Au soir du scrutin « européen » du 25 mai dernier, Rama Yade, beaucoup plus lucide que lorsqu’elle écrit des inepties sur l’enseignement, exprimait à la télévision sa crainte de voir les caciques des grands partis politiques français ne pas prendre la mesure du coup de semonce constitué par le score du Front National et reprendre le cours ordinaire de leurs occupations comme si de rien n’était.
Elle avait raison. La classe politique ne semble avoir tiré aucune leçon sérieuse de cet événement qui pourrait bien devenir réellement historique. Il y a trente ans, l’éventualité d’un Le Pen à l’Elysée relevait de la politique fiction ; aujourd’hui, elle fait partie des probabilités raisonnables du résultat de l’élection présidentielle.

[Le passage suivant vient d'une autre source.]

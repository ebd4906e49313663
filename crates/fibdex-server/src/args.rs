use std::net::SocketAddr;
use std::time::Duration;

use clap::{Parser, ValueEnum};
use fibdex_core::{DatabaseTarget, RetryPolicy, ServiceConfig};

#[derive(Parser, Debug, Clone)]
#[command(
    name = "fibdex",
    version,
    about = "Accepts index submissions, caches them, logs them durably and notifies workers"
)]
pub struct ServerArgs {
    /// Address to listen on
    #[arg(long, env = "FIBDEX_LISTEN", default_value = "0.0.0.0:5000")]
    pub listen: SocketAddr,

    /// SQLite database path, or `:memory:`
    #[arg(long, env = "FIBDEX_DATABASE", default_value = "fibdex.db")]
    pub database: String,

    /// Delay between schema initialization attempts (base delay for exponential backoff)
    #[arg(long, env = "FIBDEX_SCHEMA_RETRY_MS", default_value_t = 1000)]
    pub schema_retry_ms: u64,

    #[arg(long, env = "FIBDEX_SCHEMA_BACKOFF", value_enum, default_value_t = Backoff::Fixed)]
    pub schema_backoff: Backoff,

    /// Upper bound for exponential backoff
    #[arg(long, env = "FIBDEX_SCHEMA_RETRY_MAX_MS", default_value_t = 30_000)]
    pub schema_retry_max_ms: u64,

    /// Buffered insert events per subscriber
    #[arg(long, env = "FIBDEX_CHANNEL_CAPACITY", default_value_t = 1024)]
    pub channel_capacity: usize,

    #[arg(long, env = "FIBDEX_LOG_FORMAT", value_enum, default_value_t = LogFormat::Text)]
    pub log_format: LogFormat,
}

#[derive(ValueEnum, Debug, Clone, Copy, PartialEq, Eq)]
pub enum Backoff {
    Fixed,
    Exponential,
}

#[derive(ValueEnum, Debug, Clone, Copy, PartialEq, Eq)]
pub enum LogFormat {
    Text,
    Json,
}

impl ServerArgs {
    pub fn retry_policy(&self) -> RetryPolicy {
        let base = Duration::from_millis(self.schema_retry_ms);
        match self.schema_backoff {
            Backoff::Fixed => RetryPolicy::Fixed { delay: base },
            Backoff::Exponential => RetryPolicy::Exponential {
                base,
                max: Duration::from_millis(self.schema_retry_max_ms).max(base),
            },
        }
    }

    pub fn service_config(&self) -> ServiceConfig {
        ServiceConfig::default()
            .with_database(DatabaseTarget::parse(&self.database))
            .with_schema_retry(self.retry_policy())
            .with_channel_capacity(self.channel_capacity)
    }
}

Cette victoire serait l’aboutissement d’un long parcours d’avancées constantes : 1984 : déghettoïsation du Front National à la faveur des européennes, 1995 : score de 14% des voix pour Jean-Marie Le Pen à la présidentielle, 2002 : Le Pen présent au second tour de la présidentielle, 2012 : sa fille rallie 20% des suffrages, 2O14 : le FN, après avoir conquis onze municipalités, obtient 20% des voix aux européennes et devient le premier parti de France. Il n’est pas impossible que Marine Le Pen soit élue présidente de la République en 2017.